When many of us think of wildlife conservation, we think of national parks, bureaucratic institutions, or opposing business interests. However, what many of us probably don’t think of are the ways we can preserve, regenerate, or enhance the wildlife or natural environment in our immediate communities, homes, and lives.
Wildlife conservation, at its most basic level, is about protecting what we can no longer live without. Climate change is one of the largest threats to our planet and human civilization. The health and vitality of our biosphere affects every aspect of life on this planet, humans included. If a large portion of wildlife ceased to exist then what would happen as a result?
How would an absence of wildlife affect microbial processes? Microbial processes are what mediate many abiotic factors such as climate, soil quality, and water quality/quantity. For example, what would happen to the soil if microbes weren’t around to help cycle nutrients? Over time, soils would likely lose fertility and become less productive.

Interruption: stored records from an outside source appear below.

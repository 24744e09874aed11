//! WebSocket transport against the local tone peer

use bytes::Bytes;
use std::sync::Arc;
use std::time::Duration;
use tokio::sync::mpsc::UnboundedReceiver;
use tokio::time::timeout;

use voicelink::config::TransportConfig;
use voicelink::error::TransportError;
use voicelink::transport::tone_peer::{self, PeerStats, TONE_CHUNK_BYTES};
use voicelink::transport::{Connector, TransportEvent, TransportEventKind, WsConnector};

async fn start_peer() -> (String, Arc<PeerStats>) {
    let listener = tokio::net::TcpListener::bind("127.0.0.1:0").await.unwrap();
    let addr = listener.local_addr().unwrap();
    let stats = Arc::new(PeerStats::default());
    tokio::spawn(tone_peer::serve(listener, stats.clone()));
    (format!("ws://{}/ws/audio", addr), stats)
}

async fn next_event(events: &mut UnboundedReceiver<TransportEvent>) -> TransportEvent {
    timeout(Duration::from_secs(5), events.recv())
        .await
        .expect("timed out waiting for transport event")
        .expect("event channel closed")
}

#[tokio::test(flavor = "multi_thread", worker_threads = 2)]
async fn test_tone_greeting_and_upload() {
    let (url, stats) = start_peer().await;
    let config = TransportConfig {
        url,
        connect_timeout_ms: 5_000,
    };
    let (mut connector, mut events) = WsConnector::channel(&config, tokio::runtime::Handle::current());

    let transport = connector.connect(7).unwrap();
    assert!(!transport.is_open());

    let opened = next_event(&mut events).await;
    assert_eq!(opened.generation, 7);
    assert!(matches!(opened.kind, TransportEventKind::Open));
    assert!(transport.is_open());

    // 0.5 s of 16 kHz PCM16 in 100 ms pieces
    let mut received = 0;
    for _ in 0..5 {
        match next_event(&mut events).await.kind {
            TransportEventKind::Binary(chunk) => {
                assert_eq!(chunk.len(), TONE_CHUNK_BYTES);
                received += chunk.len();
            }
            other => panic!("unexpected event {:?}", other),
        }
    }
    assert_eq!(received, 16000);

    transport.send(Bytes::from(vec![0u8; 2048]));
    transport.send(Bytes::from(vec![0u8; 2048]));
    for _ in 0..100 {
        if stats.frames_received() == 2 {
            break;
        }
        tokio::time::sleep(Duration::from_millis(20)).await;
    }
    assert_eq!(stats.frames_received(), 2);
    assert_eq!(stats.bytes_received(), 4096);

    transport.close();
    transport.close();
    assert!(!transport.is_open());

    let closed = next_event(&mut events).await;
    assert!(matches!(closed.kind, TransportEventKind::Close));
}

#[tokio::test(flavor = "multi_thread", worker_threads = 2)]
async fn test_unreachable_peer_reports_error_then_close() {
    // Bind then drop to get a port nobody listens on
    let listener = tokio::net::TcpListener::bind("127.0.0.1:0").await.unwrap();
    let addr = listener.local_addr().unwrap();
    drop(listener);

    let config = TransportConfig {
        url: format!("ws://{}/ws/audio", addr),
        connect_timeout_ms: 2_000,
    };
    let (mut connector, mut events) = WsConnector::channel(&config, tokio::runtime::Handle::current());
    let transport = connector.connect(1).unwrap();

    assert!(matches!(next_event(&mut events).await.kind, TransportEventKind::Error(_)));
    assert!(matches!(next_event(&mut events).await.kind, TransportEventKind::Close));
    assert!(!transport.is_open());

    // Sending on a dead transport is a silent no-op
    transport.send(Bytes::from_static(&[0, 0]));
}

#[tokio::test]
async fn test_rejects_non_websocket_url() {
    let config = TransportConfig {
        url: "http://localhost:8000/ws/audio".into(),
        connect_timeout_ms: 1_000,
    };
    let (mut connector, _events) = WsConnector::channel(&config, tokio::runtime::Handle::current());
    assert!(matches!(connector.connect(1), Err(TransportError::InvalidUrl(_))));
}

And what about water quality? Microbes are what mediate many biogeochemical processes which determine what is in our water. What would happen to our waters if microbes weren’t around to purify it or turn algae into its oxygen-containing molecules? Eventually, our waters would also lose fertility, become polluted, and suffocate everything that depends on it for survival.
Wildlife conservation is about understanding everything in life as interconnected through complex relationships.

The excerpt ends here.